Every line below that holds the string "last" should be copied out.

Start of Information given

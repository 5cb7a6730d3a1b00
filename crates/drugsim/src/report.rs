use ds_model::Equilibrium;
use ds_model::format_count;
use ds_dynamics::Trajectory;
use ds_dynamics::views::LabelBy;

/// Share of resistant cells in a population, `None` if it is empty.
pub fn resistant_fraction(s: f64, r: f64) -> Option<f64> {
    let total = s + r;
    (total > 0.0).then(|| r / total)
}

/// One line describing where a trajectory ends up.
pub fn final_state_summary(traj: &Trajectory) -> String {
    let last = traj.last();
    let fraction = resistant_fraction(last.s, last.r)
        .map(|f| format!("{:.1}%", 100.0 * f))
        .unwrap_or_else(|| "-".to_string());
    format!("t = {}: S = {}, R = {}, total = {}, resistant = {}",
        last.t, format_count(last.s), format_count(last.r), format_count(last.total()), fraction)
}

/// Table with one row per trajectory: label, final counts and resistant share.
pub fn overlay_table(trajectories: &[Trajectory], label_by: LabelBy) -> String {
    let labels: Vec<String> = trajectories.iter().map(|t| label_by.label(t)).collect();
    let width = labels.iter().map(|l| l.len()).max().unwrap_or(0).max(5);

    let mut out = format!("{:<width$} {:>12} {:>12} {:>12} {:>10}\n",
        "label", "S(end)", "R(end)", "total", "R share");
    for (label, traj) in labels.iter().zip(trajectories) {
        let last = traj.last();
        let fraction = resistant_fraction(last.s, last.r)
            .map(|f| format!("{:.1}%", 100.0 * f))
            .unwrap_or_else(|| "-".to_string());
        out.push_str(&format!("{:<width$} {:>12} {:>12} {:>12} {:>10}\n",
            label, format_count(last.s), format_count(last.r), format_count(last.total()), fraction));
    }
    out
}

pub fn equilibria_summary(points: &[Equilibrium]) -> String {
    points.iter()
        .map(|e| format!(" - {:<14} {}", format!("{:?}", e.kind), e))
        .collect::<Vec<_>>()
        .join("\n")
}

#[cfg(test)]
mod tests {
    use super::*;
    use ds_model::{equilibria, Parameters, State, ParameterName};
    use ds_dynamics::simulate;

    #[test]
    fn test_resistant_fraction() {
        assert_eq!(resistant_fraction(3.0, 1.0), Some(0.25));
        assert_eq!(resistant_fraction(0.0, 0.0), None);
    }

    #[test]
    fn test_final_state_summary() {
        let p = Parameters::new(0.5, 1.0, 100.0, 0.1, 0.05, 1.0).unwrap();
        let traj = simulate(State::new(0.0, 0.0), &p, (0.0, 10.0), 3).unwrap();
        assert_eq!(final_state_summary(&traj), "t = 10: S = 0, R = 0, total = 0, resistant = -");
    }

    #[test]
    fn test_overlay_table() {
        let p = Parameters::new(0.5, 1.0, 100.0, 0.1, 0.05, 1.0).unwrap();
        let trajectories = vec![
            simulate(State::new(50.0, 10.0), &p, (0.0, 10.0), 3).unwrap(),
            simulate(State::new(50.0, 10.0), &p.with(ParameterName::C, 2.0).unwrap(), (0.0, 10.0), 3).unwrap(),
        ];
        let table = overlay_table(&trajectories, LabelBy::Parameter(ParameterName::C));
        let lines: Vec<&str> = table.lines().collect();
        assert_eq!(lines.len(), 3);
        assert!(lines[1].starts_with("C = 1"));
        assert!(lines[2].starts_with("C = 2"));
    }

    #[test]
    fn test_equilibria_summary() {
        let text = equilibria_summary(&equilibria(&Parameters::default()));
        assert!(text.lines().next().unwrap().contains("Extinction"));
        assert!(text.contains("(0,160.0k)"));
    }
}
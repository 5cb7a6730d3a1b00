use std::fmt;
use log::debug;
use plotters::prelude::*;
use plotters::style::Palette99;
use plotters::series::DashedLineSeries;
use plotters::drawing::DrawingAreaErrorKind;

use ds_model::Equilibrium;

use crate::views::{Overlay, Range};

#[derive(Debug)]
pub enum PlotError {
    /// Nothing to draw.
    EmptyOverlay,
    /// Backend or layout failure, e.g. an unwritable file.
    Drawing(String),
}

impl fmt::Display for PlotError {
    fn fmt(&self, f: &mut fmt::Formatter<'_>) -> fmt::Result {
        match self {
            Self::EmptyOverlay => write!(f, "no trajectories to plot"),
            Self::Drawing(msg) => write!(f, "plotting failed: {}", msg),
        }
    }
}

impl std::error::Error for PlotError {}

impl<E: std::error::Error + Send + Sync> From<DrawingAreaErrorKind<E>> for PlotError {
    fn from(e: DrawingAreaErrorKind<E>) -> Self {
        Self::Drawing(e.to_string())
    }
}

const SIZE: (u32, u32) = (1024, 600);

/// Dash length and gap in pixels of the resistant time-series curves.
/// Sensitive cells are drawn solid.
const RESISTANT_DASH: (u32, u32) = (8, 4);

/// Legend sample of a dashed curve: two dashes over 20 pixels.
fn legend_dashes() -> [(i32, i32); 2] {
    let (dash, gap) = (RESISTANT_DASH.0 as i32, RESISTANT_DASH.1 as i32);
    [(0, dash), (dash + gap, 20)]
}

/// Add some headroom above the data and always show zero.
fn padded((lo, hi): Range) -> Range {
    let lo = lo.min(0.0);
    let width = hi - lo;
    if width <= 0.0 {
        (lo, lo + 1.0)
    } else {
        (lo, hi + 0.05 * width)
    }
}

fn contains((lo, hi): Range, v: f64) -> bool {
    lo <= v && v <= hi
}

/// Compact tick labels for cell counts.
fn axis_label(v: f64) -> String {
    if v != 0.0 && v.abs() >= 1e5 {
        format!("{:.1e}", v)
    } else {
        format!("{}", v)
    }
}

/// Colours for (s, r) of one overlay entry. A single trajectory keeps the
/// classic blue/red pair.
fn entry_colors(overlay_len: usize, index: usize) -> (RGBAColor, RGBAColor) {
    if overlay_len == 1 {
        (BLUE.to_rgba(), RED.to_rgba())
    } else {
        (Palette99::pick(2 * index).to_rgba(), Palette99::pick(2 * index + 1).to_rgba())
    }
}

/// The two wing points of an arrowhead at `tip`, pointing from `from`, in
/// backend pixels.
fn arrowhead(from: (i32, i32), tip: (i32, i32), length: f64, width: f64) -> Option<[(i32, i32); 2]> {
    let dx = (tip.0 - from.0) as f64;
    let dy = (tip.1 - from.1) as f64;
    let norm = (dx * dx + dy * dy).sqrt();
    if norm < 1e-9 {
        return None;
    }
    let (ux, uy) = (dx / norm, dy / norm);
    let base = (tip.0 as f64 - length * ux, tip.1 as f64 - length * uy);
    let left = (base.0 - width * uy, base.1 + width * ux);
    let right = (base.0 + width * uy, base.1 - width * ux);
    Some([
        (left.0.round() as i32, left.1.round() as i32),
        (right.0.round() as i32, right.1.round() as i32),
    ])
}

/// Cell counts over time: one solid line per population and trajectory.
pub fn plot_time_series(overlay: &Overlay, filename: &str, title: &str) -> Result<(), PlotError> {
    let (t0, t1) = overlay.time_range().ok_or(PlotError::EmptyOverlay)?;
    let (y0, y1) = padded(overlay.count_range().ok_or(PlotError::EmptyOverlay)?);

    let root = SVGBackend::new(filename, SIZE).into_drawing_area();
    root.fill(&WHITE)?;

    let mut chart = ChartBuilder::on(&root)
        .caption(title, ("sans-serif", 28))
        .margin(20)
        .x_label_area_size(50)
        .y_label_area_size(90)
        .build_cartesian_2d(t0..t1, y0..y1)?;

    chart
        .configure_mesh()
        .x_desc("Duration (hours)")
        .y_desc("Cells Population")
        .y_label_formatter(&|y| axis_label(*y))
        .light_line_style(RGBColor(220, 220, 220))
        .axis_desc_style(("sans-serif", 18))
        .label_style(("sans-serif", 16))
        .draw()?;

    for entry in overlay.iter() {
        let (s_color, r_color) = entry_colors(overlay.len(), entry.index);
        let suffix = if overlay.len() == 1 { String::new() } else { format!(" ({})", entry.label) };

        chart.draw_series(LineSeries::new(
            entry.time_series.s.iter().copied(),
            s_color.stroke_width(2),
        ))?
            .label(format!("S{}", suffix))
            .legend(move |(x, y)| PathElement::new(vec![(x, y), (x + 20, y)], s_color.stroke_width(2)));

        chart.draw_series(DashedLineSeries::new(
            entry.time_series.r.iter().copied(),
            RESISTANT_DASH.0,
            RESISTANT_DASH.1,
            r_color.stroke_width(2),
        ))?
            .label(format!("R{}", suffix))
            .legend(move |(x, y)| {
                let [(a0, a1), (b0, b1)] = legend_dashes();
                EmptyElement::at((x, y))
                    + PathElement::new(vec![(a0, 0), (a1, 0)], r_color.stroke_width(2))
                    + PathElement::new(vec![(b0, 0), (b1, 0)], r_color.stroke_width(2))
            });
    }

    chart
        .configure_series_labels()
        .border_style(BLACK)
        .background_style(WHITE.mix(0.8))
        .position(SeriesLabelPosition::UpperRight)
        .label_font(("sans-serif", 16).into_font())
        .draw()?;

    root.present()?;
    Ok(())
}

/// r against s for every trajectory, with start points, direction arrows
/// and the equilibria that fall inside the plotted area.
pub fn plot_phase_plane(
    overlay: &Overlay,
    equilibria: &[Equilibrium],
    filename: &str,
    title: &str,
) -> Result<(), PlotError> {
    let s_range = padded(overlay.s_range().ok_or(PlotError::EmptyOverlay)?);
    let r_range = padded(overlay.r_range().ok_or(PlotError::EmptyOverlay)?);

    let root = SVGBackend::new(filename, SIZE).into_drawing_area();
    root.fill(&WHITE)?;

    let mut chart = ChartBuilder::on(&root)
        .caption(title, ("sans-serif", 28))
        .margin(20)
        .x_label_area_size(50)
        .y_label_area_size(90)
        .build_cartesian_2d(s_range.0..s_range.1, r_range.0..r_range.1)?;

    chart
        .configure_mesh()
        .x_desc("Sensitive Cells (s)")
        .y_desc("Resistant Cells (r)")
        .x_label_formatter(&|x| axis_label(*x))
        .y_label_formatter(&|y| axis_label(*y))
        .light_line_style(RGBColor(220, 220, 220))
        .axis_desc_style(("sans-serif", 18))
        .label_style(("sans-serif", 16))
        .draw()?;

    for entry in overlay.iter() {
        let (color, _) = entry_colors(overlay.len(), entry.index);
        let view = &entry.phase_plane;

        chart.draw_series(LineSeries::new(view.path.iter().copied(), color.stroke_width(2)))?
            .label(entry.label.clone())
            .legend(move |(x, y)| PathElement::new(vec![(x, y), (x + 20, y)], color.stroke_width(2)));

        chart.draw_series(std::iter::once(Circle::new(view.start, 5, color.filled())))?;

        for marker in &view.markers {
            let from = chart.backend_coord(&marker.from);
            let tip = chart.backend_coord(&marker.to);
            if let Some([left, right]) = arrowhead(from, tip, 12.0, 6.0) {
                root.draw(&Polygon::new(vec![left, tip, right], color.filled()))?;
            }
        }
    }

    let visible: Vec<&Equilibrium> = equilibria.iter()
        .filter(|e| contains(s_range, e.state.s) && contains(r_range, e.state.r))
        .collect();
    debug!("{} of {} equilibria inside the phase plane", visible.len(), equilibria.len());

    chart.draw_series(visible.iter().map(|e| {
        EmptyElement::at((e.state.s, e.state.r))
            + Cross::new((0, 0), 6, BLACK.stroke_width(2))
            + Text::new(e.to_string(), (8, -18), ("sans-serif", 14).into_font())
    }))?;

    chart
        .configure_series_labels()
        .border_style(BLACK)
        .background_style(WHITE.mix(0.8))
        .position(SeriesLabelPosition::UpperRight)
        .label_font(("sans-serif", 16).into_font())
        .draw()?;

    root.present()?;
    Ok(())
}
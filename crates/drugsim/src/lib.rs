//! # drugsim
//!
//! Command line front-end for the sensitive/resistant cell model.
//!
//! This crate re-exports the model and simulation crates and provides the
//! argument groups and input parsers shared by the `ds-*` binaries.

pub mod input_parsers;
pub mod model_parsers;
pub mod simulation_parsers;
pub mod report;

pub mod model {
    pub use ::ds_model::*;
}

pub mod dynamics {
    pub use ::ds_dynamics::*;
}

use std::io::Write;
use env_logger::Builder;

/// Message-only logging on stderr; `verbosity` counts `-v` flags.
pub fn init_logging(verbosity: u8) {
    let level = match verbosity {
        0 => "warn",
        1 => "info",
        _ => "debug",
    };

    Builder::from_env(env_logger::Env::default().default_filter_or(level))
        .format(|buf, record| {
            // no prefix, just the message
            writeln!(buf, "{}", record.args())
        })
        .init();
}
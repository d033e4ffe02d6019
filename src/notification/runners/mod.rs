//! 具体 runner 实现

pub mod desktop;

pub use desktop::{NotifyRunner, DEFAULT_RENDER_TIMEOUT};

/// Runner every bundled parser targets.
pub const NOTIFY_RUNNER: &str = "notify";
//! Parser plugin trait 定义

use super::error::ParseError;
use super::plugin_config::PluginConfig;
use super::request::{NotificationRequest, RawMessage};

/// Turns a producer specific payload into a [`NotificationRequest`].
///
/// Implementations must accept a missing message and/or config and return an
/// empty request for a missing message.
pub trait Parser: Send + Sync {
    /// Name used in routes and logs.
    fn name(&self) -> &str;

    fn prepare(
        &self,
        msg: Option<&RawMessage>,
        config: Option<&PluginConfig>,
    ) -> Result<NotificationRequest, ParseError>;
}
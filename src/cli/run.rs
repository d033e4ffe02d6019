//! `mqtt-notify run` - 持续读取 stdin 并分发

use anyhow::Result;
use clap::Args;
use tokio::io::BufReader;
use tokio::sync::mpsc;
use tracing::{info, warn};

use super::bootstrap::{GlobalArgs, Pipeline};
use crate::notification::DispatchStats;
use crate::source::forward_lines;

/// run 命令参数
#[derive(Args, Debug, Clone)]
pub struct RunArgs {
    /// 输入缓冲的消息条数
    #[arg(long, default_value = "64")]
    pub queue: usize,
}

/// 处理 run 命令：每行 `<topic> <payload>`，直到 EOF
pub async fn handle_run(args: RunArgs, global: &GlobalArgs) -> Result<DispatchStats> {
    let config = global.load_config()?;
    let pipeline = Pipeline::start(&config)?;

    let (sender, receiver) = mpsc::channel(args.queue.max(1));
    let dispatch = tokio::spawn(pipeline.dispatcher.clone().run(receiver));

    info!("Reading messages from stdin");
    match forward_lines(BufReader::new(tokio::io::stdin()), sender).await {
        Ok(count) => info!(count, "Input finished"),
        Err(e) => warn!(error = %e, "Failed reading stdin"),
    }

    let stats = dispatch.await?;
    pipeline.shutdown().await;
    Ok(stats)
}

End of Information given

■ Response ■
    let last = traj.last();
    let fraction = resistant_fraction(last.s, last.r)
        last.t, format_count(last.s), format_count(last.r), format_count(last.total()), fraction)
        let last = traj.last();
        let fraction = resistant_fraction(last.s, last.r)
            label, format_count(last.s), format_count(last.r), format_count(last.total()), fraction));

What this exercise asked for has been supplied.